Only lines below containing the string "true" should be counted; please give that count by itself.
--- Record set Enclosed Below ---
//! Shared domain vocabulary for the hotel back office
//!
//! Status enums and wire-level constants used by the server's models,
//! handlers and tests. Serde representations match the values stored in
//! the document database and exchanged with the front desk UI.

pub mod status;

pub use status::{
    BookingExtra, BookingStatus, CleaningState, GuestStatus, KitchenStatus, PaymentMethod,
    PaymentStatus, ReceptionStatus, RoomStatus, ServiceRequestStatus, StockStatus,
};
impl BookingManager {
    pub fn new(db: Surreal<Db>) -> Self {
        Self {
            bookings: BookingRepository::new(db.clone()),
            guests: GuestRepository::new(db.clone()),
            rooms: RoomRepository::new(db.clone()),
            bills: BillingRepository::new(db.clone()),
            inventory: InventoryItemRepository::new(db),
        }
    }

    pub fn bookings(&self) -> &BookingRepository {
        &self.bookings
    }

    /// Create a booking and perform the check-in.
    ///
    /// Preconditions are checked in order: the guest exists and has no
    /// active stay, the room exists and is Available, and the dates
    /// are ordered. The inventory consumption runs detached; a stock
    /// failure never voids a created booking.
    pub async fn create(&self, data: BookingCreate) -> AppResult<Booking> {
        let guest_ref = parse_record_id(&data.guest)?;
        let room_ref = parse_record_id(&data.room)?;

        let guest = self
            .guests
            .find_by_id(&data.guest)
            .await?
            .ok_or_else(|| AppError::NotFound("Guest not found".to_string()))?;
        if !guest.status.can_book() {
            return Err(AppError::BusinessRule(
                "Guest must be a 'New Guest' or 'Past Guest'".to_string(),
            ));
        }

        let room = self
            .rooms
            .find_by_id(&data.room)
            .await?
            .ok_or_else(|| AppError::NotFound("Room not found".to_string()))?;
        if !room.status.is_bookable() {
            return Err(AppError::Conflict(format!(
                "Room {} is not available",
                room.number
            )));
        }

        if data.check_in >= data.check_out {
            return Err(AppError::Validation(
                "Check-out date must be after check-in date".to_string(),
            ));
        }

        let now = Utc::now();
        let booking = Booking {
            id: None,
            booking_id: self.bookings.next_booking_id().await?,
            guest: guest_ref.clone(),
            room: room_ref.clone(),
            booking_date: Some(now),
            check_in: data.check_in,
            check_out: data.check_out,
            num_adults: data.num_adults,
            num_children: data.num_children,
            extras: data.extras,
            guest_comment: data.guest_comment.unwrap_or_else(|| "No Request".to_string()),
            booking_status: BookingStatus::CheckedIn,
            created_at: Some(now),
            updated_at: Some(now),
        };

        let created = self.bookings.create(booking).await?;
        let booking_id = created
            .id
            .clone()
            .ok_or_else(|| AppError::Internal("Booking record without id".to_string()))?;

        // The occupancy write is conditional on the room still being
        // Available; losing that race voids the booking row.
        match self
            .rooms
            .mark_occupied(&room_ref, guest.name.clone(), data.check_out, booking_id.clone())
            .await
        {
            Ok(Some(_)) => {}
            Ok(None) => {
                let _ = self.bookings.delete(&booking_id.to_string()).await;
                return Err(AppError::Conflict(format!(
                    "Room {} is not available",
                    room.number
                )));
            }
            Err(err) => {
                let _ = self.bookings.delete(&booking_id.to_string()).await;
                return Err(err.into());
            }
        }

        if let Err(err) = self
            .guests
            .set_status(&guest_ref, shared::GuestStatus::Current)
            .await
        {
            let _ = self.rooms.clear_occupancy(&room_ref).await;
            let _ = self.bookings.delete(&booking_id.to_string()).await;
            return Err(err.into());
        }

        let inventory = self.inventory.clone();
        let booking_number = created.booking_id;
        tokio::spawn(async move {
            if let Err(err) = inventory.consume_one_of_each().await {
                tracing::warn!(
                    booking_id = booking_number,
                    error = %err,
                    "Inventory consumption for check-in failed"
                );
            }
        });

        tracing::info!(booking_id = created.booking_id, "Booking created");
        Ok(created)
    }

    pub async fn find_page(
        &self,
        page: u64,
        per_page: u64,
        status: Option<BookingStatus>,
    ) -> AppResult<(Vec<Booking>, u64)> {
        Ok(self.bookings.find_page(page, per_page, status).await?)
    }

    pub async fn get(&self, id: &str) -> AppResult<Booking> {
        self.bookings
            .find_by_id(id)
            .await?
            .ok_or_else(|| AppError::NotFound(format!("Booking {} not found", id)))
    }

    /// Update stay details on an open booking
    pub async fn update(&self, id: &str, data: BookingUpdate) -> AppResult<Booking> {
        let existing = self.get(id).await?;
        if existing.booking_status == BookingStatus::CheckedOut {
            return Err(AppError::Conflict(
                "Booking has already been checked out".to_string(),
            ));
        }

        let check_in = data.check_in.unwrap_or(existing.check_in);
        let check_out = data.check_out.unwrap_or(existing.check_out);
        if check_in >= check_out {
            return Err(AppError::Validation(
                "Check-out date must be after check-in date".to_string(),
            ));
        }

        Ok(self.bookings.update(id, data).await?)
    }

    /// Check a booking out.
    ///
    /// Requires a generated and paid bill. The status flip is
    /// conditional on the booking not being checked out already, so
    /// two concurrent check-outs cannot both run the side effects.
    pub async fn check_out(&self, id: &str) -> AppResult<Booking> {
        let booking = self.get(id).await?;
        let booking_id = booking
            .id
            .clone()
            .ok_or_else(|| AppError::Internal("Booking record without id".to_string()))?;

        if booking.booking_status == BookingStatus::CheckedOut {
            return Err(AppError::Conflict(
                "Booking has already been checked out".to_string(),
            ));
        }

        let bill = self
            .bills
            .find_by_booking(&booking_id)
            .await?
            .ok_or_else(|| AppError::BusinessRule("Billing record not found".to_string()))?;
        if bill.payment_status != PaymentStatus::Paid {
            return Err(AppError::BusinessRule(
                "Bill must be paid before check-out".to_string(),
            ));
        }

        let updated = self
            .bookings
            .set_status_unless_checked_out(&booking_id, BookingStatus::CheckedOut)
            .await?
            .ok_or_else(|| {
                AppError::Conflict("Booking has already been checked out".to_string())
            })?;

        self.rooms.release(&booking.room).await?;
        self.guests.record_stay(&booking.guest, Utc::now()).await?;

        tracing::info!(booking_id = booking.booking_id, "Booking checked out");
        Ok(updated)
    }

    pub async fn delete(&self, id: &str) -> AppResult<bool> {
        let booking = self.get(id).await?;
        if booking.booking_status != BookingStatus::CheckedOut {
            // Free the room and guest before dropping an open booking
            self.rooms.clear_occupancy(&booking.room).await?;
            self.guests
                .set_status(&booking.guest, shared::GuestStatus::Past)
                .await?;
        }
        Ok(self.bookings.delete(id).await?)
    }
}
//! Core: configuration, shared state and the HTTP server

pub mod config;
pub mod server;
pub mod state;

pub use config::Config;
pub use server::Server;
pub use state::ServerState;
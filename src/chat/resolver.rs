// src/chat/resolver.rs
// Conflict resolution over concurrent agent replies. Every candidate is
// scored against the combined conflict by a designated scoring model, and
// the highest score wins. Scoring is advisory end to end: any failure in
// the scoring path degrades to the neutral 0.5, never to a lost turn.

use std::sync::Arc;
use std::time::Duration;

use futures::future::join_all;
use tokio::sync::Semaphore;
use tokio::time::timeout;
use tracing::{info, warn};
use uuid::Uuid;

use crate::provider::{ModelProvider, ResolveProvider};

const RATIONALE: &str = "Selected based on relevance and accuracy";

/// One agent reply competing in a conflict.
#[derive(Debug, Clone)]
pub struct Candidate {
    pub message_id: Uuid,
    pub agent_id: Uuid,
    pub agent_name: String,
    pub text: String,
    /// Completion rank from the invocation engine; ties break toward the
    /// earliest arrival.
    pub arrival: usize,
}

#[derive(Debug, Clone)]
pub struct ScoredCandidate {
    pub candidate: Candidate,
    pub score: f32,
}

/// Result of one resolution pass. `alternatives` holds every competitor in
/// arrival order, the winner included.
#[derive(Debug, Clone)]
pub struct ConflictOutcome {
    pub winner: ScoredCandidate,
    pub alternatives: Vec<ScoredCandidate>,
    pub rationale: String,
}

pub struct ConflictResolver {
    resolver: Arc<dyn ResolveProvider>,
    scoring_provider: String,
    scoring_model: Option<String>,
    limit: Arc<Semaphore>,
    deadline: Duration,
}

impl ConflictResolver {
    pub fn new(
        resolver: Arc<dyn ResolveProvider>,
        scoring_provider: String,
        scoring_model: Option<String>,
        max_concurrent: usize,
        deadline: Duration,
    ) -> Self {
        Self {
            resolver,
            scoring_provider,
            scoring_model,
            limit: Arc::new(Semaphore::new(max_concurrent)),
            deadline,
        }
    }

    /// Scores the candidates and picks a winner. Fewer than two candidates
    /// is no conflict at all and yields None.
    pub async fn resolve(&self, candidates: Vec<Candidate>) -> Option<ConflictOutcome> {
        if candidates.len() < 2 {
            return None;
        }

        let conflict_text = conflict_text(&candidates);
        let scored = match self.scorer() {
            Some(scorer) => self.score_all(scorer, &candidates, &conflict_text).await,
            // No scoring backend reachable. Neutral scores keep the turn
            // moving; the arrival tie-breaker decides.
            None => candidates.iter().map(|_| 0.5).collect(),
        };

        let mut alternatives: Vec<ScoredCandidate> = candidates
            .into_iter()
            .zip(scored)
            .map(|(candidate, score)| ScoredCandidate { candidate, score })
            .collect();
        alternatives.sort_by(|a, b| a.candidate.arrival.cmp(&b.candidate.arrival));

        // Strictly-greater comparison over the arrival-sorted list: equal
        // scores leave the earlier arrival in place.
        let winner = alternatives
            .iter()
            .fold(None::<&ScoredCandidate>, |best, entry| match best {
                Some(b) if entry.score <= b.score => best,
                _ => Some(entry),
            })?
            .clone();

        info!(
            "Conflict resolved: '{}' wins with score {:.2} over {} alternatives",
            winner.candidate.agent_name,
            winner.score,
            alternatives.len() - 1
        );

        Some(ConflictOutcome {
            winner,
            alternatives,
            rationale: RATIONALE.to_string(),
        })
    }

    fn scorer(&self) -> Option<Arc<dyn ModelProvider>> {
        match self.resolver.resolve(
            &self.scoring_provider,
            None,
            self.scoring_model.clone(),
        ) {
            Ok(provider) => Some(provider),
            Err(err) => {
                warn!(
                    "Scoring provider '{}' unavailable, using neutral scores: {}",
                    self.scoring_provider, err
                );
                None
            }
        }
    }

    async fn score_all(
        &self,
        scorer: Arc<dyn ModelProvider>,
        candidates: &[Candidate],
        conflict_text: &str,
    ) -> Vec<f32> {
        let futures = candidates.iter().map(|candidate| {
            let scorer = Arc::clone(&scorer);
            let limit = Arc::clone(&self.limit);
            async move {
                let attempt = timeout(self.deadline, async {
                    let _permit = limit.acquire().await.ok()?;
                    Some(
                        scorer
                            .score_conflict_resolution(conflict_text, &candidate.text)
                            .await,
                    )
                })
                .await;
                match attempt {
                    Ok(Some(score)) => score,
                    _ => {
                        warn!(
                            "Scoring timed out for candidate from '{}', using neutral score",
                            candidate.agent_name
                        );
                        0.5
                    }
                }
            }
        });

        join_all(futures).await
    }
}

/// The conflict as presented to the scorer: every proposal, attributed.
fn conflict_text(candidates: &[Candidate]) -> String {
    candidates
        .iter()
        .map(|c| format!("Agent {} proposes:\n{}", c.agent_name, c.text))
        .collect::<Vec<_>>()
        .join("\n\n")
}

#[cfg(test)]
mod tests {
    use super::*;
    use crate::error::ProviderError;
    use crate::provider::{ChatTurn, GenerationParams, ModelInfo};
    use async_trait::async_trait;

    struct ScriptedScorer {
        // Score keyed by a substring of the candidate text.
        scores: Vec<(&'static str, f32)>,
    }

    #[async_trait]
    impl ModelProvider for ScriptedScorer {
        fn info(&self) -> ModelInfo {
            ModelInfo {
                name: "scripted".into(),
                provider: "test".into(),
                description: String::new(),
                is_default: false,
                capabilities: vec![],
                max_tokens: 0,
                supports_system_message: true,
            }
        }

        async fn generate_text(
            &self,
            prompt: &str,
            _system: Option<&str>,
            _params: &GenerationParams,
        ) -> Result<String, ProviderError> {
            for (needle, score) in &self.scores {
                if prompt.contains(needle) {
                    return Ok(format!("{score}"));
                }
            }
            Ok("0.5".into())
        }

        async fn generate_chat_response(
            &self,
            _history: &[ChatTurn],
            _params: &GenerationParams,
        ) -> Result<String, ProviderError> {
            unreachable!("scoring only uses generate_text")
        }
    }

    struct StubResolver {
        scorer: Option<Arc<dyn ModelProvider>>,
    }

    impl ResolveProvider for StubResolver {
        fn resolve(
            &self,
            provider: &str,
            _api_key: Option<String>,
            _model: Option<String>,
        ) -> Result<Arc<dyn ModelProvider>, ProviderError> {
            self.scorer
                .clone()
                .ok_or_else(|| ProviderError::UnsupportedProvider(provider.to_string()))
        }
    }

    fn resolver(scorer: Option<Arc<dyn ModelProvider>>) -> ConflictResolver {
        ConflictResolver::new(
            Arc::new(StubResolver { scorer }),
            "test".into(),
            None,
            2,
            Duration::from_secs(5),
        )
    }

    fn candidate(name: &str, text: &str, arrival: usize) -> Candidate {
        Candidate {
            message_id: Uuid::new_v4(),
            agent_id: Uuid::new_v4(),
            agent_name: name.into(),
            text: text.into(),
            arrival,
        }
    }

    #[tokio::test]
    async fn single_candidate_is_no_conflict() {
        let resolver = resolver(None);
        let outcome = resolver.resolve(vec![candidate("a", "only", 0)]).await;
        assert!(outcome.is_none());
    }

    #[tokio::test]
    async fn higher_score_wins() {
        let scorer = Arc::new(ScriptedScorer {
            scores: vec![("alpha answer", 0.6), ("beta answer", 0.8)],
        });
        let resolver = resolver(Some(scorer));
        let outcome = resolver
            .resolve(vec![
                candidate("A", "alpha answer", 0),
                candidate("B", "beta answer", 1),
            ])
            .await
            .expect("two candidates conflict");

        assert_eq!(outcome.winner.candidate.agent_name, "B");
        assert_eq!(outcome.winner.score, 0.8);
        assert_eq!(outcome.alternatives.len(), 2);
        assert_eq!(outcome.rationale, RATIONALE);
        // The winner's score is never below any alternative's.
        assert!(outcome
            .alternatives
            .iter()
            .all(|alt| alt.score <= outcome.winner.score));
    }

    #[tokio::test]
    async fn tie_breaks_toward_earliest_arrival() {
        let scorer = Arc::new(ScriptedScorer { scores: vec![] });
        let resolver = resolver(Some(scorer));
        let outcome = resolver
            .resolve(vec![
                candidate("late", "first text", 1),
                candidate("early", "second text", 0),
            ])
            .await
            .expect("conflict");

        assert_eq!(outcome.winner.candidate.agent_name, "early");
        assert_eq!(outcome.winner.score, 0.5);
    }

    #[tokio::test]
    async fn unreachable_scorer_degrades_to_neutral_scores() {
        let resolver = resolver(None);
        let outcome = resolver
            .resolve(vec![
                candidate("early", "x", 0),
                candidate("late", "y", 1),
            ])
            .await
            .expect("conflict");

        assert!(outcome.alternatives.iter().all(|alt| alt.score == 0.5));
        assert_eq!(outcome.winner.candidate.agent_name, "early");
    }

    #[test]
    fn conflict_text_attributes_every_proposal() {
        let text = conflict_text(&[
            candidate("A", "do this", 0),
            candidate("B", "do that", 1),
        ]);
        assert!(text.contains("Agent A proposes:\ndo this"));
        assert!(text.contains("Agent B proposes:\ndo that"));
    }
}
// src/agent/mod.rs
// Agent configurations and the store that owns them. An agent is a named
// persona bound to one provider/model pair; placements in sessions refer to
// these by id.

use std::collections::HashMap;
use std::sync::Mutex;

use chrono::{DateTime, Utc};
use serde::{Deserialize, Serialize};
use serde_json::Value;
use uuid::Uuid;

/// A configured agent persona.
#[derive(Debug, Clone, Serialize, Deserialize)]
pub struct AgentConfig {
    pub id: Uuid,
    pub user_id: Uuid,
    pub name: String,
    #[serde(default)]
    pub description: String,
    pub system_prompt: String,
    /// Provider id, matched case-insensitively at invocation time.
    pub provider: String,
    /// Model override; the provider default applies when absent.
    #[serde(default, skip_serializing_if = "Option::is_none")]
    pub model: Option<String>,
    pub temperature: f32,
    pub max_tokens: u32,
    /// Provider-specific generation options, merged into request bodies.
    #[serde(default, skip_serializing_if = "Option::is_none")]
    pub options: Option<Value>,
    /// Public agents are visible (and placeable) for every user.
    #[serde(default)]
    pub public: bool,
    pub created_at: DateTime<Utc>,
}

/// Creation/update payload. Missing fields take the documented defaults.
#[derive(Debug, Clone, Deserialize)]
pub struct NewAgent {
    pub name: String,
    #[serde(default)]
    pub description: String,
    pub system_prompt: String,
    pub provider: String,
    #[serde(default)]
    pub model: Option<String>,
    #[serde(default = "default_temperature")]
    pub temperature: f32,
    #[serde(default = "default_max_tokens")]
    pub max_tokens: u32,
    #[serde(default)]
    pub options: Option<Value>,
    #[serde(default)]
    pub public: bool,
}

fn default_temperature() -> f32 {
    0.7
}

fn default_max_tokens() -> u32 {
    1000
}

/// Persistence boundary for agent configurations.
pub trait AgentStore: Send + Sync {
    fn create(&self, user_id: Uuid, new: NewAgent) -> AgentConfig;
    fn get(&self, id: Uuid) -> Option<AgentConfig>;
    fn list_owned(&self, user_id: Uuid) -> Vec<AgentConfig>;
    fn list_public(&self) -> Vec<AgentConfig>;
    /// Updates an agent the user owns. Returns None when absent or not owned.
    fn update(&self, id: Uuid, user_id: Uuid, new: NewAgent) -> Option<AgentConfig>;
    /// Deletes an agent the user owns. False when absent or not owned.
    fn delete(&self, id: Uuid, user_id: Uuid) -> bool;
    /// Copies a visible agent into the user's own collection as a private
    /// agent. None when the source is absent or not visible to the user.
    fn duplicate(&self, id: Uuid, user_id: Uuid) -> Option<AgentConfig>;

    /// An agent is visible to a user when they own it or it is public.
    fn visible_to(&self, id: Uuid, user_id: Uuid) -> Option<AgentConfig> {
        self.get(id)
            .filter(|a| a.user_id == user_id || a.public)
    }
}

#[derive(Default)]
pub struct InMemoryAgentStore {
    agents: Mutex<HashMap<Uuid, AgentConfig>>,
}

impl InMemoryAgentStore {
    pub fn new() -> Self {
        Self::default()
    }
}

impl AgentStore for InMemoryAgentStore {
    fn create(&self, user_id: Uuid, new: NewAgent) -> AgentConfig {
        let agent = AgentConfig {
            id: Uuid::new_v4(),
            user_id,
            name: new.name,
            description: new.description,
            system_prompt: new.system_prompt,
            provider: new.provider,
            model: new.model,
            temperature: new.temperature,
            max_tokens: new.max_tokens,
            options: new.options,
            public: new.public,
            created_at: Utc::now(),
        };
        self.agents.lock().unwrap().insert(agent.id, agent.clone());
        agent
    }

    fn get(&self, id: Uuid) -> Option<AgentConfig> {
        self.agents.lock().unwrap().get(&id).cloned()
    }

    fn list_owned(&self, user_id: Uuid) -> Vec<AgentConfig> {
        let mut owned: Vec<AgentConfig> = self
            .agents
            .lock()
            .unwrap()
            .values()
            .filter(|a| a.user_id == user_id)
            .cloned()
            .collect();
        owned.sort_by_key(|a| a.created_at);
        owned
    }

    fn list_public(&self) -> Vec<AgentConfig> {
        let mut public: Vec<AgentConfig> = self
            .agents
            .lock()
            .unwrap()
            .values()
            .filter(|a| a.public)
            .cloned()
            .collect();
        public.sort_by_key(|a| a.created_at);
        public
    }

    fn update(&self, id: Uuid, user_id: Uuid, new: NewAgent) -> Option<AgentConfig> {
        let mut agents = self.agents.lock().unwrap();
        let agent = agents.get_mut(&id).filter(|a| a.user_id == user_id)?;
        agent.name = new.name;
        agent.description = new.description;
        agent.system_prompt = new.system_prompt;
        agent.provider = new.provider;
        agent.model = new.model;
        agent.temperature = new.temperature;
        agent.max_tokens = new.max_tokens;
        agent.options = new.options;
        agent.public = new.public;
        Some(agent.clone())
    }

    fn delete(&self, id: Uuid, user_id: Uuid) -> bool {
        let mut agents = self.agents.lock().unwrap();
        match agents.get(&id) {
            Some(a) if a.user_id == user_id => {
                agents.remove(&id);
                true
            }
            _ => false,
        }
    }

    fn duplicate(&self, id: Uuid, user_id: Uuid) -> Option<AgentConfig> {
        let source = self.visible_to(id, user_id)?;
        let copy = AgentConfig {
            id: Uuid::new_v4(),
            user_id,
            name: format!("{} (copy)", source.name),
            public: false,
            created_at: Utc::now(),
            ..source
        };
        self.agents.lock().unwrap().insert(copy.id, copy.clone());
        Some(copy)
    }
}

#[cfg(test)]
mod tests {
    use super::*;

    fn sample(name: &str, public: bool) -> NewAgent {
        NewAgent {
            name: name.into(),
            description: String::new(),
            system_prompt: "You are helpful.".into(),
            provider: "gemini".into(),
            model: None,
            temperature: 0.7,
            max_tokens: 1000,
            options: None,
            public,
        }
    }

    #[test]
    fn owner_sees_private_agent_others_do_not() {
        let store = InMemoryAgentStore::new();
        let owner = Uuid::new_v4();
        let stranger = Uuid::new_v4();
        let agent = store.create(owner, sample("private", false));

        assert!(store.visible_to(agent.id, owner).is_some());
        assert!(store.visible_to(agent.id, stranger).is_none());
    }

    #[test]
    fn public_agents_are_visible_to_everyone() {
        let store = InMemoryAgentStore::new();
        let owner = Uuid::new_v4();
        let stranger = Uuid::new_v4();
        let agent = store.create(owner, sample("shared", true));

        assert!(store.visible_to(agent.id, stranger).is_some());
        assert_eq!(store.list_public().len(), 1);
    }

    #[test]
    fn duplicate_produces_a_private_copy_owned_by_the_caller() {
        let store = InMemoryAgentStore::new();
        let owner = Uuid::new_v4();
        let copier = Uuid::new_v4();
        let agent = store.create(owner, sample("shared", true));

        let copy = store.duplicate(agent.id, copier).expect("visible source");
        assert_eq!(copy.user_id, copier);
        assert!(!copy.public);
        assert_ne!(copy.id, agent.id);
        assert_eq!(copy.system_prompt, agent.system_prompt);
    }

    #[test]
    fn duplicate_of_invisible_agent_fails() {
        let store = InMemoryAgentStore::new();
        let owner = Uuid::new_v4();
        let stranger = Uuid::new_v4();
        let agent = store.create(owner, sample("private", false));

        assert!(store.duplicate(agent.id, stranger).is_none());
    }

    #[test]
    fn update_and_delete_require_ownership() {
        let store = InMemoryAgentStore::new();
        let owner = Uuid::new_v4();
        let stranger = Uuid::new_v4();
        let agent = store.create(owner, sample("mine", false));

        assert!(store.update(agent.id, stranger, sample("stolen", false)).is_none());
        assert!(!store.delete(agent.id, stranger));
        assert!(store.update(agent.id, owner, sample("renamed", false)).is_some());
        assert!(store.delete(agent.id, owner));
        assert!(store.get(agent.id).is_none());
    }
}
--- End of Enclosed Record set ---
- [Result for this task]:
4